● **RECORDS FOR THE TASK**:

□ □ □

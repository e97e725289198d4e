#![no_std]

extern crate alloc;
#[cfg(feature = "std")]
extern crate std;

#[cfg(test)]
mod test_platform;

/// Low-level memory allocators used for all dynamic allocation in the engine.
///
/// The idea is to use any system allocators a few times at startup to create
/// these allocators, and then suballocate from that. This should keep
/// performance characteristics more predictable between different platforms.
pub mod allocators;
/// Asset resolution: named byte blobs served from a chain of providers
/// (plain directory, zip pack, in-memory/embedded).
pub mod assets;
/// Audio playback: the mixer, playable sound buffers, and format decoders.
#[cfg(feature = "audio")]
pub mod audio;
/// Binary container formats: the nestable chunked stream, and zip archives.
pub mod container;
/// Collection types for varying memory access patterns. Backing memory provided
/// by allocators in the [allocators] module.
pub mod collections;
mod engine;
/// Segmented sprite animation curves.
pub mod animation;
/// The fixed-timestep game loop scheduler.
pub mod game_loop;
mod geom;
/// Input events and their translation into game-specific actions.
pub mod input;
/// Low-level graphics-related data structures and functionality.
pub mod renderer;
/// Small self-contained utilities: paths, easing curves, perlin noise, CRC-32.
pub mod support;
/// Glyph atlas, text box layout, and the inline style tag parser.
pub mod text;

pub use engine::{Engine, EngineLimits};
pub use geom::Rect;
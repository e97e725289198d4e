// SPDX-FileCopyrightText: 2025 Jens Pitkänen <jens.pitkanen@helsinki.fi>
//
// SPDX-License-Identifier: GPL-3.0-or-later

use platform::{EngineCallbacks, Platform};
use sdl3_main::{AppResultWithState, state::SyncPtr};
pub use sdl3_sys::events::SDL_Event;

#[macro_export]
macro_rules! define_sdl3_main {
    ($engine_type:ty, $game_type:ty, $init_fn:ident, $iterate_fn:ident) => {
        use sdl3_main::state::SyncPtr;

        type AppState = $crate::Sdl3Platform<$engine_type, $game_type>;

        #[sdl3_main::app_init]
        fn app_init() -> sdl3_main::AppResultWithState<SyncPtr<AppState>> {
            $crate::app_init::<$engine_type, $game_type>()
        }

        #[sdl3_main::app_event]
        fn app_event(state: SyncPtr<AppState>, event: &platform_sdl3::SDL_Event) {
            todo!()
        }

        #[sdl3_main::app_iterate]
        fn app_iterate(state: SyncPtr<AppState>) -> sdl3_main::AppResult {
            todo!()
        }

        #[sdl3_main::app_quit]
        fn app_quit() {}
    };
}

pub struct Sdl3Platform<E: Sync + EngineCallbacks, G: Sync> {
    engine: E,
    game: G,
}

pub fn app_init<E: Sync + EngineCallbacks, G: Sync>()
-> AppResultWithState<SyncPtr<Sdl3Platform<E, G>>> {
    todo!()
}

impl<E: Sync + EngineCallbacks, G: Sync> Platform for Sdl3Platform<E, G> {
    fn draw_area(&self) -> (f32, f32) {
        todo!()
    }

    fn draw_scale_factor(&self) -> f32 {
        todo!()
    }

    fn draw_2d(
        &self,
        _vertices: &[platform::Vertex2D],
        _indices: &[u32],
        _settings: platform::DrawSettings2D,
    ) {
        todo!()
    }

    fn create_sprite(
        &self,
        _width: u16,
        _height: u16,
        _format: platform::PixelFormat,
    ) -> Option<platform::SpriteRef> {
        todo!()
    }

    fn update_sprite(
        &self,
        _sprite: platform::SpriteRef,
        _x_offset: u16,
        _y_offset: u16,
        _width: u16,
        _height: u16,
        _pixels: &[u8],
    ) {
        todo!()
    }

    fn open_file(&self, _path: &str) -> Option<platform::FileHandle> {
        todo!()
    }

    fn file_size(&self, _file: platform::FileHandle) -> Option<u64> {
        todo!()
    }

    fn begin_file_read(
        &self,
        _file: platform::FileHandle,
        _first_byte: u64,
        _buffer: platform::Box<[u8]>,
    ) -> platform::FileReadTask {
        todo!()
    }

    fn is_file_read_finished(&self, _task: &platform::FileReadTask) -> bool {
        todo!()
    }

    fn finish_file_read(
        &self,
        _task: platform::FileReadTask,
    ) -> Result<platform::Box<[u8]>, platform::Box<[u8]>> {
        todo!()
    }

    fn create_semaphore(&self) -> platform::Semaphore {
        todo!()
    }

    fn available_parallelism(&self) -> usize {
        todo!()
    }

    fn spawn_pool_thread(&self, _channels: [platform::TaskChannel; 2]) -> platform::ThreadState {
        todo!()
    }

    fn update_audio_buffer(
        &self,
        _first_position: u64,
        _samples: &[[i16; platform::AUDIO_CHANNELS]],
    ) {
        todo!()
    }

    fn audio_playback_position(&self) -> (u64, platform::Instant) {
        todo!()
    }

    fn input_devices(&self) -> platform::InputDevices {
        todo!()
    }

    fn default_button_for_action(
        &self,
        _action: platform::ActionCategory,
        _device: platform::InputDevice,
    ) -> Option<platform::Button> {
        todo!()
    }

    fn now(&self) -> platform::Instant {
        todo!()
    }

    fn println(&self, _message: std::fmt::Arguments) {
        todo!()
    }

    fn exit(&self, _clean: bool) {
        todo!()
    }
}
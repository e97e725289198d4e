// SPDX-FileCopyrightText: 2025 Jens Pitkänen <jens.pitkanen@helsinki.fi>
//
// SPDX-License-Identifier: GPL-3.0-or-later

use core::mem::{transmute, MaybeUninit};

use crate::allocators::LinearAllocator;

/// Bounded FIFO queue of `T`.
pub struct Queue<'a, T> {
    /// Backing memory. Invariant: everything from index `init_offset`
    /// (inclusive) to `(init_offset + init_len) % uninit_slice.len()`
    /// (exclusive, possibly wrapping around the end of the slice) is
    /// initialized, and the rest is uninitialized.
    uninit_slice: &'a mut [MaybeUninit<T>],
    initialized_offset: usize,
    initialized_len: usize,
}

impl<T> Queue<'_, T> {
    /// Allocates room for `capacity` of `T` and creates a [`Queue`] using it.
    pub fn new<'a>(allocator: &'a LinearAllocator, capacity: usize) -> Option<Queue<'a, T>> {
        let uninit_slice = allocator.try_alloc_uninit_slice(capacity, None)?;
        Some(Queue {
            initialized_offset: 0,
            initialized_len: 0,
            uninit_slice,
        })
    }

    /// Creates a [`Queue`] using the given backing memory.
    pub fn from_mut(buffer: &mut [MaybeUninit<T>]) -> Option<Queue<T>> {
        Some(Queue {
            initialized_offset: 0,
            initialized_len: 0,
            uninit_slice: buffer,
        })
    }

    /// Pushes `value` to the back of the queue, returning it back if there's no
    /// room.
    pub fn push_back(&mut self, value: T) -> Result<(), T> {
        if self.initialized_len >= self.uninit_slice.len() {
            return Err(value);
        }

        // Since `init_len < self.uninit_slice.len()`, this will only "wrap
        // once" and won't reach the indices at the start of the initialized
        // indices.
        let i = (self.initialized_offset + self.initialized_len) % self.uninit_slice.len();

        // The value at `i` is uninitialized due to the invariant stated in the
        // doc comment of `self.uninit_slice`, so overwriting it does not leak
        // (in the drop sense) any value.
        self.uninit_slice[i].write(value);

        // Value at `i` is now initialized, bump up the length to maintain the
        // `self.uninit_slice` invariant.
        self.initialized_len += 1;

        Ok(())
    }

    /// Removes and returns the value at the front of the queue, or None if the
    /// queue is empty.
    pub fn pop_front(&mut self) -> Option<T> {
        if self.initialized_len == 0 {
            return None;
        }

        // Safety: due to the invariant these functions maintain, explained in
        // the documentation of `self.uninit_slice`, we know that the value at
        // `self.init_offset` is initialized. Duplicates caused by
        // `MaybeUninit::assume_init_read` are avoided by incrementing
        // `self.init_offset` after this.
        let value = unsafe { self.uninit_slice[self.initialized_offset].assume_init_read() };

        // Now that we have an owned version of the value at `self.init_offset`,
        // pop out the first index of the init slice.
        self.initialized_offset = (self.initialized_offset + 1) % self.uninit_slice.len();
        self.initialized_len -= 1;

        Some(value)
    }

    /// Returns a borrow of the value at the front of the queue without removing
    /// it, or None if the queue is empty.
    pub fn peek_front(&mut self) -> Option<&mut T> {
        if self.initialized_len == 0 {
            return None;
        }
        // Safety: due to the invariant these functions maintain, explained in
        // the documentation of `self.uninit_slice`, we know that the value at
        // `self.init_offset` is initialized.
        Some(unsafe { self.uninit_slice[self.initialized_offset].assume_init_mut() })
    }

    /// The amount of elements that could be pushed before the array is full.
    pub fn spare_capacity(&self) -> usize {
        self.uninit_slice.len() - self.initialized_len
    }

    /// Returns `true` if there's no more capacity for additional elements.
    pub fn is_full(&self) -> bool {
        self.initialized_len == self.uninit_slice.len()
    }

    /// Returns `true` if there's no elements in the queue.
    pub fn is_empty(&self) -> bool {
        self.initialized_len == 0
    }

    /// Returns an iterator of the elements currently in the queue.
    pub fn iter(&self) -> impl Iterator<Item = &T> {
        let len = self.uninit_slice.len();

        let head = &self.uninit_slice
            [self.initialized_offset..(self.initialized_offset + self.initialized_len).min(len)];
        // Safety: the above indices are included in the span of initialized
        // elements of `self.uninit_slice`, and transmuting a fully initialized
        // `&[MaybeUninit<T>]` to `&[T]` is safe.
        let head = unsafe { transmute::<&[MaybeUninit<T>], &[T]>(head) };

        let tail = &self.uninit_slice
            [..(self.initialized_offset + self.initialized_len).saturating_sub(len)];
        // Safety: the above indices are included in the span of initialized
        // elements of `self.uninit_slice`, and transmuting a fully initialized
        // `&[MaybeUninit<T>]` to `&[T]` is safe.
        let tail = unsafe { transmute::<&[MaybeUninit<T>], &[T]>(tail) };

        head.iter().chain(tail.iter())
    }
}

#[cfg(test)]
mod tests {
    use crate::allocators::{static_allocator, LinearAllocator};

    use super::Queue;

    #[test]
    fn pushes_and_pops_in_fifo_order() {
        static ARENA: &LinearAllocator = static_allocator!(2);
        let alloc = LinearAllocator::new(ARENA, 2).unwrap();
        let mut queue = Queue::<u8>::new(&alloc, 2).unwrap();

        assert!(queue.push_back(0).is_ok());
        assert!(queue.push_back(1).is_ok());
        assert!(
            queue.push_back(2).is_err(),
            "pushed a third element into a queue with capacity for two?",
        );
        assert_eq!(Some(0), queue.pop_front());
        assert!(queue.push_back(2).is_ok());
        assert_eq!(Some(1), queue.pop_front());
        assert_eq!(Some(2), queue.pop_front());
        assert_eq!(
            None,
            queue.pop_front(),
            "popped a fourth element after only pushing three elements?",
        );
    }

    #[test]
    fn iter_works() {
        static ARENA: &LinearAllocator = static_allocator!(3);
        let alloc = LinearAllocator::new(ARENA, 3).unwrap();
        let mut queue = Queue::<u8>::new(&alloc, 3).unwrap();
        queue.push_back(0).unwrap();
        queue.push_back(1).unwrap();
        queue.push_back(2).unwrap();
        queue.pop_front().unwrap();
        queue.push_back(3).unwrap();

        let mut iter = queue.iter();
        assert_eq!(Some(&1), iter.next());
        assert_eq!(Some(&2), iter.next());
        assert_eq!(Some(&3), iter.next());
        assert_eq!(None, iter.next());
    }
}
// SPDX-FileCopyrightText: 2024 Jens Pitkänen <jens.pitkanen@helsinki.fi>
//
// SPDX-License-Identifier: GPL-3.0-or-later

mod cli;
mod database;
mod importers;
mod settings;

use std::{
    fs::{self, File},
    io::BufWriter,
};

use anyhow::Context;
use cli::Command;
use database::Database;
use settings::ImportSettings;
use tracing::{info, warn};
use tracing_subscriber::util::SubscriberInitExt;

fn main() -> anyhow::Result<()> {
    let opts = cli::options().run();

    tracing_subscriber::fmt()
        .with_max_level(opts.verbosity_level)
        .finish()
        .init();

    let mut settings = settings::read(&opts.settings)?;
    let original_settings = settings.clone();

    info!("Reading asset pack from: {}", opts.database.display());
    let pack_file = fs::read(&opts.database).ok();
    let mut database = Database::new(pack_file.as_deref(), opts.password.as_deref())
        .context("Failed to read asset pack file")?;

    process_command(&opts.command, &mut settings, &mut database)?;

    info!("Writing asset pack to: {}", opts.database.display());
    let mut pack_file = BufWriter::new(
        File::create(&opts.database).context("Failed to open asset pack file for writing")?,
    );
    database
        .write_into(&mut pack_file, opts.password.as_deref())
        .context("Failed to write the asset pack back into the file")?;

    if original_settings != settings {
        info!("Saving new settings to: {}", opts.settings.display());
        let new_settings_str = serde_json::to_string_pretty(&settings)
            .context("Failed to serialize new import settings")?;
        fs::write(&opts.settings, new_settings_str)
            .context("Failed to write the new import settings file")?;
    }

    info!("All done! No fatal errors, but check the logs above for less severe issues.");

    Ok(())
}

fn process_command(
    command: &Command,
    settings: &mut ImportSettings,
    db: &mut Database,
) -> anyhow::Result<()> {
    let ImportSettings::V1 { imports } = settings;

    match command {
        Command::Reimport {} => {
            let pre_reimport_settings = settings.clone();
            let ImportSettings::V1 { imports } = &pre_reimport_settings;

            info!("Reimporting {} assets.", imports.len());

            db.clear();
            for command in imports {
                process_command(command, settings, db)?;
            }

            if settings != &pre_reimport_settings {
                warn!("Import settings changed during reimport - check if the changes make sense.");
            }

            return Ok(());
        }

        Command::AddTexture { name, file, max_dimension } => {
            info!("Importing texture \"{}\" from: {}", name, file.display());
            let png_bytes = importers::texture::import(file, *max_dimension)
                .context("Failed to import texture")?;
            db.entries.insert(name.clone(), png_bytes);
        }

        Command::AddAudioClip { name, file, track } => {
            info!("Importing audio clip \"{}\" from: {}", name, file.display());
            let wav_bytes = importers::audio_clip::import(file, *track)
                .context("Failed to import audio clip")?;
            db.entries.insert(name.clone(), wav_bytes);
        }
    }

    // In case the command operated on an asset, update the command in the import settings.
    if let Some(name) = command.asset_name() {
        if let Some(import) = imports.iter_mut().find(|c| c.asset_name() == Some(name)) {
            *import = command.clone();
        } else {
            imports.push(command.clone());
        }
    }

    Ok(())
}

□ □ □

● **DIRECTIONS FOR THIS TASK**: Pull out all lines from the listing that contain the string "tail".

● **YOUR SOLUTION**:
        let tail = &self.uninit_slice
        let tail = unsafe { transmute::<&[MaybeUninit<T>], &[T]>(tail) };
        head.iter().chain(tail.iter())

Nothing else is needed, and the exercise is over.